What gets some pages get crawled and indexed, immediately..?

         

a_chameleon

1:16 am on Jan 12, 2004 (gmt 0)

10+ Year Member



This little tidbit gets me curious.

In another thread, there is a link in GG's post to [google.com ].

In this SERP - there is already a listing for the GoogleGuy's post in the thread I reference. Today is 1/11/04. GG posted his message on on 1/9/04 ands it's already cached in Google :o

Now, I know that once Gbot crawls a page, and decides to index/cache the page, it takes about 24hrs for the page to show in SERP's.

Could somebody enlighten me as to what gets Google to index the page where GG's post is in less than a day?

The page containing GG's post has no PR, and I doubt very seriously if there were (within 24 hrs) a host of backlinks to this page for Gbot to find.
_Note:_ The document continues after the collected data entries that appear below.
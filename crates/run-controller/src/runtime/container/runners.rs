use std::collections::{BTreeMap, BTreeSet};

use tracing::debug;

use super::specs::{
    BuildTaskSpec, ContainerFunctionSpec, ContainerRunSpec, DeployTaskSpec, JobTaskSpec,
    K8sTaskSpec, ServeTaskSpec,
};
use super::{BUILD_TASK, DEPLOY_TASK, JOB_TASK, RUNTIME, SERVE_TASK};
use crate::config::BuildConfig;
use crate::error::{Error, Result};
use crate::frameworks::naming::ResourceNaming;
use crate::lifecycle::RunState;
use crate::model::{
    BuildWorkload, ContainerTemplate, ContextRef, ContextSource, CoreEnv, CronJobWorkload,
    DeploymentWorkload, JobWorkload, Run, Runnable, ServeWorkload, Workload,
};
use crate::runtime::{parse_spec, Runner};

/// What every container runner starts from: the function spec and args
/// carried by the built run, and the resolved project secrets.
#[derive(Debug, Clone)]
pub struct ContainerBase {
    function: ContainerFunctionSpec,
    args: Vec<String>,
    secrets: BTreeMap<String, BTreeSet<String>>,
    label_prefix: String,
}

impl ContainerBase {
    pub fn new(
        spec: ContainerRunSpec,
        secrets: BTreeMap<String, BTreeSet<String>>,
        label_prefix: impl Into<String>,
    ) -> Self {
        Self {
            function: spec.function_spec,
            args: spec.args,
            secrets,
            label_prefix: label_prefix.into(),
        }
    }

    /// Container template from the function and the Kubernetes part of the
    /// task. `image` overrides the function image when set.
    fn template(&self, run: &Run, k8s: &K8sTaskSpec, image: Option<String>) -> Result<ContainerTemplate> {
        let image = image
            .or_else(|| self.function.image.clone())
            .filter(|image| !image.trim().is_empty())
            .ok_or_else(|| {
                Error::InvalidSpec(format!("run {} has no function image", run.id))
            })?;
        let function = run.task_ref()?.function;

        let mut envs = vec![
            CoreEnv::new("PROJECT_NAME", &run.project),
            CoreEnv::new("RUN_ID", &run.id),
        ];
        envs.extend(k8s.envs.iter().cloned());

        let mut labels = k8s.labels.clone();
        labels.insert(format!("{}/function", self.label_prefix), function);

        let (context_refs, context_sources) = self.contexts();

        Ok(ContainerTemplate {
            image,
            command: self.function.command.clone(),
            args: self.args.clone(),
            envs,
            secrets: self.secrets.clone(),
            resources: k8s.resources.clone(),
            volumes: k8s.volumes.clone(),
            node_selector: k8s.node_selector.clone(),
            affinity: k8s.affinity.clone(),
            tolerations: k8s.tolerations.clone(),
            runtime_class: k8s.runtime_class.clone(),
            priority_class: k8s.priority_class.clone(),
            run_as_user: k8s.run_as_user,
            run_as_group: k8s.run_as_group,
            fs_group: k8s.fs_group,
            labels,
            template: k8s.profile.clone(),
            context_refs,
            context_sources,
        })
    }

    /// A source with a URI scheme is fetched by reference; a plain path is
    /// shipped inline when base64 content is present.
    fn contexts(&self) -> (Vec<ContextRef>, Vec<ContextSource>) {
        let Some(source) = &self.function.source else {
            return (Vec::new(), Vec::new());
        };
        let Some(path) = source.source.as_deref().filter(|s| !s.trim().is_empty()) else {
            return (Vec::new(), Vec::new());
        };

        if let Some(reference) = ContextRef::from_uri(path) {
            return (vec![reference], Vec::new());
        }
        match source.base64.as_deref().filter(|b| !b.is_empty()) {
            Some(base64) => {
                let name = path.rsplit('/').next().unwrap_or(path).to_string();
                (
                    Vec::new(),
                    vec![ContextSource {
                        name,
                        base64: base64.to_string(),
                    }],
                )
            }
            None => {
                debug!(source = path, "source has no scheme and no content, skipping");
                (Vec::new(), Vec::new())
            }
        }
    }

    fn runnable(run: &Run, task: &str, container: ContainerTemplate, workload: Workload) -> Runnable {
        Runnable {
            id: run.id.clone(),
            project: run.project.clone(),
            runtime: RUNTIME.to_string(),
            task: task.to_string(),
            state: RunState::Ready,
            container,
            workload,
            ..Runnable::default()
        }
    }
}

/// `job` task: a Job, or a CronJob when the task carries a schedule.
pub struct ContainerJobRunner {
    base: ContainerBase,
}

impl ContainerJobRunner {
    pub fn new(base: ContainerBase) -> Self {
        Self { base }
    }
}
What's the secret for this "instant indexing"? Anyone know?

;)

taxpod

2:26 am on Jan 12, 2004 (gmt 0)

10+ Year Member



Links from "important" pages. "Important" pages are, IMHO, pages linked to from "important" sites. I'm not entirely certain what makes an "important" site but suffice it to say that it has a home page with high PR (WebmasterWorld has a 7 on the front door), it ranks high for "important" keyword searches (whatever that means), it contains rapidly changing content.

So if Gbot is frequently all over a site and that site generally ranks well, new links on that site will get crawled rapidly. The reason for no PR is that PR doesn't get updated quite as rapidly as searches do. But odds are the page in question will have PR soon.

I know of a place where I can get new pages linked to quickly. This place is an "important" page on an "important" site and the new page gets crawled generally within one or two days. Typically the page will be searchable within another day and PR generally gets there within a month or so.

takagi

5:41 am on Jan 12, 2004 (gmt 0)

WebmasterWorld Senior Member 10+ Year Member



Having a link from a page that is often spidered will do the trick. Googlebot likes pages that have proven to often change in the past (not just a new timestamp, but new content, new links, etc) and have a decent PR. It's not just because of GoogleGuy writing in that thread. I've seen a posting I made at WebmasterWorld show up in the SERPs within 24 hours and GoogleGuy didn't write anything in that thread.

So if you link a new sub page from your home page or from a special "What's new Page" on your site, then that page is more likely to be spidered.

HarryM

11:56 am on Jan 12, 2004 (gmt 0)

WebmasterWorld Senior Member 10+ Year Member



Similar to what Takagi recommended, I have an area on my home page "Recent Pages" to which I add links to new pages as they are created. As soon as the page shows a PR0, I remove the link. It certainly speeds up indexing.